### TASK INPUTS

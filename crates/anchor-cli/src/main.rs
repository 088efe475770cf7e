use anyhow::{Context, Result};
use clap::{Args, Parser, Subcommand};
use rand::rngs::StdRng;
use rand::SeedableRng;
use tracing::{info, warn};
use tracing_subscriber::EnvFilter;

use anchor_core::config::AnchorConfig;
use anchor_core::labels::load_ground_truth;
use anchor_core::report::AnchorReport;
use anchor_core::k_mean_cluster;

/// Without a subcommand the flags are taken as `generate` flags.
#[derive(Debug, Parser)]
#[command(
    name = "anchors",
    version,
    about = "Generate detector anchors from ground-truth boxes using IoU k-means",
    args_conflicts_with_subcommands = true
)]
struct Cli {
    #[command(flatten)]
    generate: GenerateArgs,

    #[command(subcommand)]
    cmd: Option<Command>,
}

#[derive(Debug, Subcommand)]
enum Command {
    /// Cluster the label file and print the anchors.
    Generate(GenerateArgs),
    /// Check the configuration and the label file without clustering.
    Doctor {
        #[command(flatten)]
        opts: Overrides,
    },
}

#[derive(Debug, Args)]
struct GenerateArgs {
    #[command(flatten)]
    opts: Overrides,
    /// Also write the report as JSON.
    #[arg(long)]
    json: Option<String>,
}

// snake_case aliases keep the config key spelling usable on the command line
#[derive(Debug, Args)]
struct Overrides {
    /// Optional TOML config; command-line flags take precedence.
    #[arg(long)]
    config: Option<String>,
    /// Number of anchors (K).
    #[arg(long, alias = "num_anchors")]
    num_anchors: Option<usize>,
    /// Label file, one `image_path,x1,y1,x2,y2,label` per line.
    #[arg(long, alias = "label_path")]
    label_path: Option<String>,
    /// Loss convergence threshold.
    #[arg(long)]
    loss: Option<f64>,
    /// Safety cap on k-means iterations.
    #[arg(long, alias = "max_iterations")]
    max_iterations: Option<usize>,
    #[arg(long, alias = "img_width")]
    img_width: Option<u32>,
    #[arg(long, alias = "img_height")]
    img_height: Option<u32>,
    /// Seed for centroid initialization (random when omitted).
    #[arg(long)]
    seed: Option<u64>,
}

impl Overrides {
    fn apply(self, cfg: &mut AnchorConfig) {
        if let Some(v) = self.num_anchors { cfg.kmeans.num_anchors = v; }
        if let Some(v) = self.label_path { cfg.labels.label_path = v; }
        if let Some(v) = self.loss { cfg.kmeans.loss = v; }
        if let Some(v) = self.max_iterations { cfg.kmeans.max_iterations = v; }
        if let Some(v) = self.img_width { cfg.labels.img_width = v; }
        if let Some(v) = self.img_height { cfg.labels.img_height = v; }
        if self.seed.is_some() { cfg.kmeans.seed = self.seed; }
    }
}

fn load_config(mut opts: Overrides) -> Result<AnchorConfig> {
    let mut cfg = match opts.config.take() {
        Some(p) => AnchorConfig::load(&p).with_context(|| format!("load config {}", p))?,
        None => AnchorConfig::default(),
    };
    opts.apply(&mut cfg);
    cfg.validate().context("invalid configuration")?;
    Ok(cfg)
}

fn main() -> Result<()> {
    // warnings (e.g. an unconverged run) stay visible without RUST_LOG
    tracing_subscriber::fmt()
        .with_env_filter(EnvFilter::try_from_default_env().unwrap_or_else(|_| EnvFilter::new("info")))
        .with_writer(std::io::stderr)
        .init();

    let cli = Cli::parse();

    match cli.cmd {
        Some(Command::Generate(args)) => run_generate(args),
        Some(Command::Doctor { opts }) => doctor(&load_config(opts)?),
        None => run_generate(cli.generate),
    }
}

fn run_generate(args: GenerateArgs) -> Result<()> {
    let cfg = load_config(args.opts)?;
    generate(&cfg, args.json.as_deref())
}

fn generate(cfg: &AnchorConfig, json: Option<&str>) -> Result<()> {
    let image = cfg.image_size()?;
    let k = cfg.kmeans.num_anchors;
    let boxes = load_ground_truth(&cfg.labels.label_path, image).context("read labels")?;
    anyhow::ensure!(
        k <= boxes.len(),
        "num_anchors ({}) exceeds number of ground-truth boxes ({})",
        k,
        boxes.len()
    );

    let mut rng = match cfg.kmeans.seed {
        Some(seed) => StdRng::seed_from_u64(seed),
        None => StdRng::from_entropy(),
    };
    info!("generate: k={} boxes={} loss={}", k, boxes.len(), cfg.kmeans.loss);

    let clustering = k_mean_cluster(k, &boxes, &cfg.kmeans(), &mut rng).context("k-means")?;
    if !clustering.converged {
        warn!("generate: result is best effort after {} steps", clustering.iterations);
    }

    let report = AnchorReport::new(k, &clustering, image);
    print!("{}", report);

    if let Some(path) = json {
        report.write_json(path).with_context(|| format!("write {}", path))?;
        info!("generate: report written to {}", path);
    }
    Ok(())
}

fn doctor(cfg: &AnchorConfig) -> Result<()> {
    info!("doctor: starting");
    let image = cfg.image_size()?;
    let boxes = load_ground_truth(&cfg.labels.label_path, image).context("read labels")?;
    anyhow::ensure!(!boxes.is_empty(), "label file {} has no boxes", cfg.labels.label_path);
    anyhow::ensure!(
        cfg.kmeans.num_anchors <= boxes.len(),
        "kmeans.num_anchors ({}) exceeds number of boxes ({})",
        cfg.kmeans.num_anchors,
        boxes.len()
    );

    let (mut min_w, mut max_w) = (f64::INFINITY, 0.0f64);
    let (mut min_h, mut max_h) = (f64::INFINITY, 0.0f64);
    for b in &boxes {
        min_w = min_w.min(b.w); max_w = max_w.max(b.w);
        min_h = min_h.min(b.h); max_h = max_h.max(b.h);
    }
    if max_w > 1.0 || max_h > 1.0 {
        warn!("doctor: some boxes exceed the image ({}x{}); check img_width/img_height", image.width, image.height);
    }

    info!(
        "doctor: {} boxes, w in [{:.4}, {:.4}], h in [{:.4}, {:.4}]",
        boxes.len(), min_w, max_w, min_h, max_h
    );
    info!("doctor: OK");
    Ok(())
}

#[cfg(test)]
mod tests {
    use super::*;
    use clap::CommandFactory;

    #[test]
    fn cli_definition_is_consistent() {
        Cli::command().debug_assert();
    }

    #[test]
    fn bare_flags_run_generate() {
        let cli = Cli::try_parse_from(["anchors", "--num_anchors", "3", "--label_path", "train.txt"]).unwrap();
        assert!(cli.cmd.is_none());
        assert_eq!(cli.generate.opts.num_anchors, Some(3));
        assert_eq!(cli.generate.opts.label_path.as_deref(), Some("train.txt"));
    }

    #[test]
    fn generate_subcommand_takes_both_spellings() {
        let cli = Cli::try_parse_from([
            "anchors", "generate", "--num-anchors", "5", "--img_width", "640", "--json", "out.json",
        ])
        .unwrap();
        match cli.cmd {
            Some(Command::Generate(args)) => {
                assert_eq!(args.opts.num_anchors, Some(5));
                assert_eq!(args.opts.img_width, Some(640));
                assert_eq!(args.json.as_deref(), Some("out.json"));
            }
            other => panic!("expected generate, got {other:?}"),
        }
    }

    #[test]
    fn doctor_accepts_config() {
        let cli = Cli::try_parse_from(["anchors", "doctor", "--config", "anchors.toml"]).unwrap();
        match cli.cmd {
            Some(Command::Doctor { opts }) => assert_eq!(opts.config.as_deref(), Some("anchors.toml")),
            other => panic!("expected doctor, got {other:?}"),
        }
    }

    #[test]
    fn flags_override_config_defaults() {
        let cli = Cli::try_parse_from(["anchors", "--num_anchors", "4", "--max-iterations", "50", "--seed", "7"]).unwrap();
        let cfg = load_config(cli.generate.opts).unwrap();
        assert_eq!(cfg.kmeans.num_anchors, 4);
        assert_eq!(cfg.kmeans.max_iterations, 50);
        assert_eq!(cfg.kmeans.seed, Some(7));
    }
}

### ABOUT THIS TASK
When you reach the line containing "use anchor_core::k_mean_cluster;" in the data above, start copying exactly, and stop after the line containing "if let Some(v) = self.img_width".

### ANSWER TO THIS PROBLEM
use anchor_core::k_mean_cluster;

/// Without a subcommand the flags are taken as `generate` flags.
#[derive(Debug, Parser)]
#[command(
    name = "anchors",
    version,
    about = "Generate detector anchors from ground-truth boxes using IoU k-means",
    args_conflicts_with_subcommands = true
)]
struct Cli {
    #[command(flatten)]
    generate: GenerateArgs,

    #[command(subcommand)]
    cmd: Option<Command>,
}

#[derive(Debug, Subcommand)]
enum Command {
    /// Cluster the label file and print the anchors.
    Generate(GenerateArgs),
    /// Check the configuration and the label file without clustering.
    Doctor {
        #[command(flatten)]
        opts: Overrides,
    },
}

#[derive(Debug, Args)]
struct GenerateArgs {
    #[command(flatten)]
    opts: Overrides,
    /// Also write the report as JSON.
    #[arg(long)]
    json: Option<String>,
}

// snake_case aliases keep the config key spelling usable on the command line
#[derive(Debug, Args)]
struct Overrides {
    /// Optional TOML config; command-line flags take precedence.
    #[arg(long)]
    config: Option<String>,
    /// Number of anchors (K).
    #[arg(long, alias = "num_anchors")]
    num_anchors: Option<usize>,
    /// Label file, one `image_path,x1,y1,x2,y2,label` per line.
    #[arg(long, alias = "label_path")]
    label_path: Option<String>,
    /// Loss convergence threshold.
    #[arg(long)]
    loss: Option<f64>,
    /// Safety cap on k-means iterations.
    #[arg(long, alias = "max_iterations")]
    max_iterations: Option<usize>,
    #[arg(long, alias = "img_width")]
    img_width: Option<u32>,
    #[arg(long, alias = "img_height")]
    img_height: Option<u32>,
    /// Seed for centroid initialization (random when omitted).
    #[arg(long)]
    seed: Option<u64>,
}

impl Overrides {
    fn apply(self, cfg: &mut AnchorConfig) {
        if let Some(v) = self.num_anchors { cfg.kmeans.num_anchors = v; }
        if let Some(v) = self.label_path { cfg.labels.label_path = v; }
        if let Some(v) = self.loss { cfg.kmeans.loss = v; }
        if let Some(v) = self.max_iterations { cfg.kmeans.max_iterations = v; }
        if let Some(v) = self.img_width { cfg.labels.img_width = v; }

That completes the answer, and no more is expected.